The Home Size Adjustment in the LEED for Homes rating system is intended to compensate for the overall effect that excessively large homes have on the environment. The size of a home effects two main aspects associated with the environment:
- The amount of resources and raw material used to build a home and all of the embodied energy in those materials that went into producing and transporting them to the new home being built. [A 100% increase in home size yields an increase in material usage of 40% to 90%]
- The long-term energy needs to operate the home. [A 100% increase in home size yields an increase in annual energy usage of 15% to 50%]
The Home Size Threshold Adjustment chart below shows the average size of 1 bedroom to 5 bedroom homes which is the neutral size that does not effect the LEED rating thresholds. If you build a home smaller than this neutral point, you will have point(s) deducted from each threshold (certified, silver, gold & platinum). If the home is larger than neutral, it will have points added to each threshold.

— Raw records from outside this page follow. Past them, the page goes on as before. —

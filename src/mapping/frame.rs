//! # Semantic Frames
//!
//! Applies a [`MappingTable`] to a [`DeviceSnapshot`].
//!
//! Inputs are visited in a fixed order: buttons before axes, ascending ordinal.
//! When two inputs of the same kind resolve to the same name, the later one
//! overwrites the earlier one in the frame.
//!
//! ## Usage
//!
//! ```
//! use padlink::controller::DeviceSnapshot;
//! use padlink::mapping::{MappingTable, SemanticFrame};
//!
//! let snapshot = DeviceSnapshot::new(vec![false.into(), false.into()], vec![0.0]);
//! let frame = SemanticFrame::build(&MappingTable::identity(), &snapshot);
//!
//! assert_eq!(frame.buttons["button_0"], false);
//! assert_eq!(frame.axes["axis_0"], 0.0);
//! ```

use serde::{Deserialize, Serialize};
use std::collections::BTreeMap;

use super::table::MappingTable;
use crate::controller::{DeviceSnapshot, RawIndex};

/// One resolved input value.
#[derive(Debug, Clone, Copy, PartialEq)]
pub enum InputValue {
    Button(bool),
    Axis(f32),
}

/// Per-tick payload keyed by semantic name.
#[derive(Debug, Clone, Default, PartialEq, Serialize, Deserialize)]
pub struct SemanticFrame {
    pub buttons: BTreeMap<String, bool>,
    pub axes: BTreeMap<String, f32>,
}

impl SemanticFrame {
    /// Resolves every input of `snapshot` through `table`.
    #[must_use]
    pub fn build(table: &MappingTable, snapshot: &DeviceSnapshot) -> Self {
        let mut frame = Self::default();
        for (_, name, value) in resolve_inputs(table, snapshot) {
            match value {
                InputValue::Button(pressed) => {
                    frame.buttons.insert(name, pressed);
                }
                InputValue::Axis(value) => {
                    frame.axes.insert(name, value);
                }
            }
        }
        frame
    }

    /// Number of distinct keys across buttons and axes.
    #[must_use]
    pub fn key_count(&self) -> usize {
        self.buttons.len() + self.axes.len()
    }
}

/// Resolved `(index, name, value)` for every input, in frame iteration order.
///
/// Always yields exactly `buttons + axes` items; collisions are merged only
/// when the items are folded into a [`SemanticFrame`].
pub fn resolve_inputs(
    table: &MappingTable,
    snapshot: &DeviceSnapshot,
) -> Vec<(RawIndex, String, InputValue)> {
    let values = snapshot
        .buttons()
        .iter()
        .map(|button| InputValue::Button(button.pressed))
        .chain(snapshot.axes().iter().map(|&value| InputValue::Axis(value)));

    snapshot
        .indices()
        .zip(values)
        .map(|(index, value)| (index, table.resolve(index).into_owned(), value))
        .collect()
}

If you look at the fine print above the second chart you will notice that these calculations are based on an equation, which means that if you build a home that is even larger than the largest size shown on the first chart, your penalty will not stop at +10, but will continue up to as high as +30. For instance, if you happened to build yourself a 5,000 sf McMansion with only 3 bedrooms, you’d be in the +30 range and might as well give up on a LEED certification unless you have your own solar or wind farm in your back yard.
In the 100K House, we are building a 2 bedroom home that is 1,120 sf. This gets six points taken off of each of the thresholds and most importantly, lowers the level for a platinum rating from 90 to 84 total points for our project. I think this is by far my favorite aspect of the LEED for Homes rating system as it simultaneously discourages lousy McMansion style homes and encourages a more sensible home size that encourages a minimalist lifestyle and less consumption. In my opinion, smaller homes not only effect the environment positively, but they also can improve our lifestyles. Less space means less incentive to waste time and money purchasing junk we don’t need. This frees up more of our time and money to spend on the more important things in life such as friends, family, food, traveling and beer.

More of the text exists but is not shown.